Page:Revue des Deux Mondes - 1920 - tome 56.djvu/214

La bibliothèque libre.
Le texte de cette page a été corrigé et est conforme au fac-similé.

Il y a des moments où « le seul fait d’exister suffit à remplir l’âme d’un sentiment de triomphe. Un flot débordant d’optimisme balaie tous les motifs de trouble et de tristesse. » « Une demi-heure de flânerie, dans la rue, dans une gare, découvre tant de beauté qu’il est impossible de résister à un transport de bonheur. Et ce ne sont pas seulement les belles choses qui produisent cet effet-là. Un coup de soleil sur un mur nu, sur un trottoir boueux, la fumée d’une locomotive, la nuit, prennent une signification, une importance soudaine, dégagent une puissance de poésie qui arrête tout d’un coup la respiration avec un sentiment de certitude et de bonheur. Ce n’est pas que ce mur, cette fumée en soi aient le moindre intérêt, contiennent la moindre idée générale ; seulement, ces choses tout à coup apparaissent merveilleuses, uniques. C’est comme d’être amoureux d’une personne.

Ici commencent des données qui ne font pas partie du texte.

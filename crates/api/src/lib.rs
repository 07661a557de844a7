//! HTTP layer with Axum routes and middleware.
//!
//! This crate provides:
//! - OAuth sign-in with database sessions (`/api/auth`)
//! - The route gate that guards every non-public path
//! - The sign-in page and health check
//! - JSON error responses

pub mod auth;
pub mod error;
pub mod middleware;
pub mod routes;

use axum::Router;
use eventi_core::gate::RouteGate;
use eventi_shared::AppConfig;
use sea_orm::DatabaseConnection;
use std::sync::Arc;
use tower_http::trace::TraceLayer;

use crate::auth::Auth;
use crate::error::ApiError;
use crate::middleware::gate::route_gate;

/// Application state shared across handlers.
#[derive(Clone)]
pub struct AppState {
    /// Database connection pool.
    pub db: Arc<DatabaseConnection>,
    /// Authentication service.
    pub auth: Arc<Auth>,
    /// Which paths bypass authentication.
    pub gate: Arc<RouteGate>,
}

impl AppState {
    /// Builds the state from loaded configuration.
    #[must_use]
    pub fn new(db: DatabaseConnection, config: &AppConfig) -> Self {
        let auth = Auth::new(db.clone(), config.auth.clone());
        Self::with_auth(db, auth, RouteGate::new(&config.gate.public_prefixes))
    }

    /// Builds the state around an existing auth service.
    ///
    /// The sign-in page is always added to the public paths of `gate`.
    #[must_use]
    pub fn with_auth(db: DatabaseConnection, auth: Auth, gate: RouteGate) -> Self {
        let gate = gate.with_public_path(&auth.config().sign_in_path);
        Self {
            db: Arc::new(db),
            auth: Arc::new(auth),
            gate: Arc::new(gate),
        }
    }
}

/// Creates the main application router.
pub fn create_router(state: AppState) -> Router {
    Router::new()
        .merge(routes::app_routes(&state.auth.config().sign_in_path))
        .fallback(not_found)
        .layer(axum::middleware::from_fn_with_state(
            state.clone(),
            route_gate,
        ))
        .layer(TraceLayer::new_for_http())
        .with_state(state)
}

async fn not_found() -> ApiError {
    ApiError(eventi_shared::AppError::NotFound("route".to_string()))
}

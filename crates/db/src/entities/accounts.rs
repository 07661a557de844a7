//! `SeaORM` Entity for accounts table (identity provider linkage).

use sea_orm::entity::prelude::*;
use serde::{Deserialize, Serialize};

#[derive(Clone, Debug, PartialEq, DeriveEntityModel, Eq, Serialize, Deserialize)]
#[sea_orm(table_name = "accounts")]
pub struct Model {
    pub user_id: Uuid,
    #[sea_orm(column_name = "type")]
    pub account_type: String,
    #[sea_orm(primary_key, auto_increment = false)]
    pub provider: String,
    #[sea_orm(primary_key, auto_increment = false)]
    pub provider_account_id: String,
    #[serde(skip_serializing)]
    pub refresh_token: Option<String>,
    #[serde(skip_serializing)]
    pub access_token: Option<String>,
    /// Unix seconds.
    pub expires_at: Option<i64>,
    pub token_type: Option<String>,
    pub scope: Option<String>,
    #[serde(skip_serializing)]
    pub id_token: Option<String>,
    pub session_state: Option<String>,
}

#[derive(Copy, Clone, Debug, EnumIter, DeriveRelation)]
pub enum Relation {
    #[sea_orm(
        belongs_to = "super::users::Entity",
        from = "Column::UserId",
        to = "super::users::Column::Id",
        on_delete = "Cascade"
    )]
    Users,
}

impl Related<super::users::Entity> for Entity {
    fn to() -> RelationDef {
        Relation::Users.def()
    }
}

impl ActiveModelBehavior for ActiveModel {}
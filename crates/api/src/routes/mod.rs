//! Route definitions.

use axum::Router;

use crate::AppState;

pub mod health;
pub mod login;
pub mod me;

/// Creates the router with every application route.
///
/// The sign-in page is mounted at `sign_in_path`. The route gate is applied on
/// top of this by [`crate::create_router`].
pub fn app_routes(sign_in_path: &str) -> Router<AppState> {
    Router::new()
        .merge(health::routes())
        .merge(login::routes(sign_in_path))
        .merge(me::routes())
        .nest("/api/auth", crate::auth::routes::routes())
}
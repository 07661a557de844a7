//! Database migrations.
//!
//! Migrations are managed using sea-orm-migration and written with the schema
//! builder, so the same steps run on Postgres and on the SQLite test database.

pub use sea_orm_migration::prelude::*;

mod m20261018_000001_create_auth_tables;
mod m20261018_000002_create_analytics_tables;

/// Migrator for running database migrations.
pub struct Migrator;

#[async_trait::async_trait]
impl MigratorTrait for Migrator {
    fn migrations() -> Vec<Box<dyn MigrationTrait>> {
        vec![
            Box::new(m20261018_000001_create_auth_tables::Migration),
            Box::new(m20261018_000002_create_analytics_tables::Migration),
        ]
    }
}
//! `SeaORM` Entity for environments table.

use sea_orm::entity::prelude::*;
use serde::{Deserialize, Serialize};

#[derive(Clone, Debug, PartialEq, DeriveEntityModel, Eq, Serialize, Deserialize)]
#[sea_orm(table_name = "environments")]
pub struct Model {
    #[sea_orm(primary_key, auto_increment = false)]
    pub id: Uuid,
    /// Unique per project, e.g. "prod" or "staging".
    pub name: String,
    pub project_id: Uuid,
    pub created_at: DateTimeWithTimeZone,
}

#[derive(Copy, Clone, Debug, EnumIter, DeriveRelation)]
pub enum Relation {
    #[sea_orm(
        belongs_to = "super::projects::Entity",
        from = "Column::ProjectId",
        to = "super::projects::Column::Id",
        on_delete = "Cascade"
    )]
    Projects,
    #[sea_orm(has_many = "super::api_keys::Entity")]
    ApiKeys,
    #[sea_orm(has_many = "super::events::Entity")]
    Events,
}

impl Related<super::projects::Entity> for Entity {
    fn to() -> RelationDef {
        Relation::Projects.def()
    }
}

impl Related<super::api_keys::Entity> for Entity {
    fn to() -> RelationDef {
        Relation::ApiKeys.def()
    }
}

impl Related<super::events::Entity> for Entity {
    fn to() -> RelationDef {
        Relation::Events.def()
    }
}

impl ActiveModelBehavior for ActiveModel {}
//! Integration tests for the user and account repositories.

mod common;

use common::{setup_db, unique_email};
use eventi_db::repositories::{NewAccount, NewUser, OAUTH_ACCOUNT_TYPE};
use eventi_db::{AccountRepository, RepositoryError, UserRepository};
use uuid::Uuid;

#[tokio::test]
async fn test_user_create_and_find() {
    let db = setup_db().await;
    let repo = UserRepository::new(db.clone());
    let email = unique_email("create");

    let user = repo
        .create(NewUser {
            email: email.clone(),
            name: Some("Ada".to_string()),
            image: Some("https://avatars.example.com/ada.png".to_string()),
            email_verified: None,
        })
        .await
        .expect("Failed to create user");

    assert_eq!(user.email, email);
    assert_eq!(user.name.as_deref(), Some("Ada"));
    assert!(user.email_verified.is_none());

    let by_id = repo
        .find_by_id(user.id)
        .await
        .expect("Failed to find user")
        .expect("User should exist");
    assert_eq!(by_id.id, user.id);

    let by_email = repo
        .find_by_email(&email)
        .await
        .expect("Failed to find user")
        .expect("User should exist");
    assert_eq!(by_email.id, user.id);
    assert!(repo.email_exists(&email).await.expect("Failed to check email"));
}

#[tokio::test]
async fn test_user_find_missing() {
    let db = setup_db().await;
    let repo = UserRepository::new(db.clone());

    assert!(
        repo.find_by_email("nonexistent@example.com")
            .await
            .expect("Failed to query")
            .is_none()
    );
    assert!(
        repo.find_by_id(Uuid::new_v4())
            .await
            .expect("Failed to query")
            .is_none()
    );
    assert!(
        !repo
            .email_exists("nonexistent@example.com")
            .await
            .expect("Failed to query")
    );
}

#[tokio::test]
async fn test_duplicate_email_is_conflict() {
    let db = setup_db().await;
    let repo = UserRepository::new(db.clone());
    let email = unique_email("dup");

    repo.create(NewUser {
        email: email.clone(),
        ..Default::default()
    })
    .await
    .expect("Failed to create user");

    let err = repo
        .create(NewUser {
            email,
            ..Default::default()
        })
        .await
        .expect_err("Duplicate email should be rejected");

    assert!(err.is_conflict(), "unexpected error: {err:?}");
}

#[tokio::test]
async fn test_update_profile_and_verify_email() {
    let db = setup_db().await;
    let repo = UserRepository::new(db.clone());
    let user_id = common::create_user(&db).await;

    let updated = repo
        .update_profile(user_id, Some("Grace".to_string()), None)
        .await
        .expect("Failed to update profile");
    assert_eq!(updated.name.as_deref(), Some("Grace"));
    assert!(updated.image.is_none());

    let verified = repo
        .mark_email_verified(user_id)
        .await
        .expect("Failed to verify email");
    assert!(verified.email_verified.is_some());

    let missing = repo.update_profile(Uuid::new_v4(), None, None).await;
    assert!(matches!(missing, Err(RepositoryError::NotFound(_))));
}

#[tokio::test]
async fn test_account_link_and_lookup() {
    let db = setup_db().await;
    let accounts = AccountRepository::new(db.clone());
    let user_id = common::create_user(&db).await;
    let provider_account_id = Uuid::new_v4().to_string();

    let account = accounts
        .link(NewAccount {
            user_id,
            provider: "github".to_string(),
            provider_account_id: provider_account_id.clone(),
            access_token: Some("gho_test".to_string()),
            scope: Some("read:user,user:email".to_string()),
            ..Default::default()
        })
        .await
        .expect("Failed to link account");

    assert_eq!(account.account_type, OAUTH_ACCOUNT_TYPE);
    assert_eq!(account.user_id, user_id);

    let found = accounts
        .find_by_provider("github", &provider_account_id)
        .await
        .expect("Failed to query")
        .expect("Account should exist");
    assert_eq!(found.user_id, user_id);

    let owner = accounts
        .find_user_by_account("github", &provider_account_id)
        .await
        .expect("Failed to query")
        .expect("Owner should exist");
    assert_eq!(owner.id, user_id);

    assert!(
        accounts
            .find_user_by_account("gitlab", &provider_account_id)
            .await
            .expect("Failed to query")
            .is_none()
    );

    let listed = accounts
        .list_for_user(user_id)
        .await
        .expect("Failed to list accounts");
    assert_eq!(listed.len(), 1);

    assert!(
        accounts
            .unlink("github", &provider_account_id)
            .await
            .expect("Failed to unlink")
    );
    assert!(
        !accounts
            .unlink("github", &provider_account_id)
            .await
            .expect("Failed to unlink")
    );
}

#[tokio::test]
async fn test_account_pair_is_unique() {
    let db = setup_db().await;
    let accounts = AccountRepository::new(db.clone());
    let first = common::create_user(&db).await;
    let second = common::create_user(&db).await;
    let provider_account_id = Uuid::new_v4().to_string();

    accounts
        .link(NewAccount {
            user_id: first,
            provider: "github".to_string(),
            provider_account_id: provider_account_id.clone(),
            ..Default::default()
        })
        .await
        .expect("Failed to link account");

    let err = accounts
        .link(NewAccount {
            user_id: second,
            provider: "github".to_string(),
            provider_account_id,
            ..Default::default()
        })
        .await
        .expect_err("Same provider account cannot link twice");
    assert!(err.is_conflict(), "unexpected error: {err:?}");
}

#[tokio::test]
async fn test_account_requires_existing_user() {
    let db = setup_db().await;
    let accounts = AccountRepository::new(db.clone());

    let err = accounts
        .link(NewAccount {
            user_id: Uuid::new_v4(),
            provider: "github".to_string(),
            provider_account_id: "42".to_string(),
            ..Default::default()
        })
        .await
        .expect_err("Dangling user_id should be rejected");
    assert!(matches!(err, RepositoryError::MissingParent(_)));
}

#[tokio::test]
async fn test_create_with_account_is_atomic() {
    let db = setup_db().await;
    let users = UserRepository::new(db.clone());
    let accounts = AccountRepository::new(db.clone());
    let email = unique_email("oauth");
    let provider_account_id = Uuid::new_v4().to_string();

    let (user, account) = users
        .create_with_account(
            NewUser {
                email: email.clone(),
                ..Default::default()
            },
            NewAccount {
                provider: "github".to_string(),
                provider_account_id: provider_account_id.clone(),
                ..Default::default()
            },
        )
        .await
        .expect("Failed to create user with account");
    assert_eq!(account.user_id, user.id);

    // Email already taken: the second account must not be written.
    let orphan_id = Uuid::new_v4().to_string();
    let err = users
        .create_with_account(
            NewUser {
                email,
                ..Default::default()
            },
            NewAccount {
                provider: "github".to_string(),
                provider_account_id: orphan_id.clone(),
                ..Default::default()
            },
        )
        .await
        .expect_err("Duplicate email should roll back");
    assert!(err.is_conflict(), "unexpected error: {err:?}");
    assert!(
        accounts
            .find_by_provider("github", &orphan_id)
            .await
            .expect("Failed to query")
            .is_none()
    );
}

Cette personne est ce qu’elle est, ni plus grande ni plus belle que la réalité. Mais c’est un plaisir extraordinaire que cette personne existe. Je crois que ma grande affaire est d’être amoureux de l’univers… » Et toujours ce sentiment que tout fuit, que tout passe, qu’aucun des spectacles qui composent chaque minute de cet univers ne se reproduira une seconde fois, que tout ce qui nous entoure, « cette province solide, ces bourgeois solennels, ces vieilles filles, ces hommes d’affaires, que tout cet ordre de choses imperturbable qui m’environne, s’évanouira comme une fumée ; que toute cette écrasante réalité présente deviendra aussi morte, aussi étrange, aussi fantastique que le temps des crinolines ; » partant, que toutes ces choses fugitives sont précieuses, qu’aucune n’est vulgaire, que toutes ces apparences destinées à mourir en prennent une valeur plus rare, cette valeur de l’éphémère qui met une vague angoisse dans le cœur du poète à la chute de chaque jour, quand « la lumière s’attarde encore sur la colline avec le premier frisson de la peur de la nuit, » — lui fait dire, au retour d’un voyage : « J’ai vieilli. Je suis un peu plus mort que je n’étais, » et lui a inspiré quelques-unes de ses plus pénétrantes poésies : « Adieu, jour que j’aimai !… »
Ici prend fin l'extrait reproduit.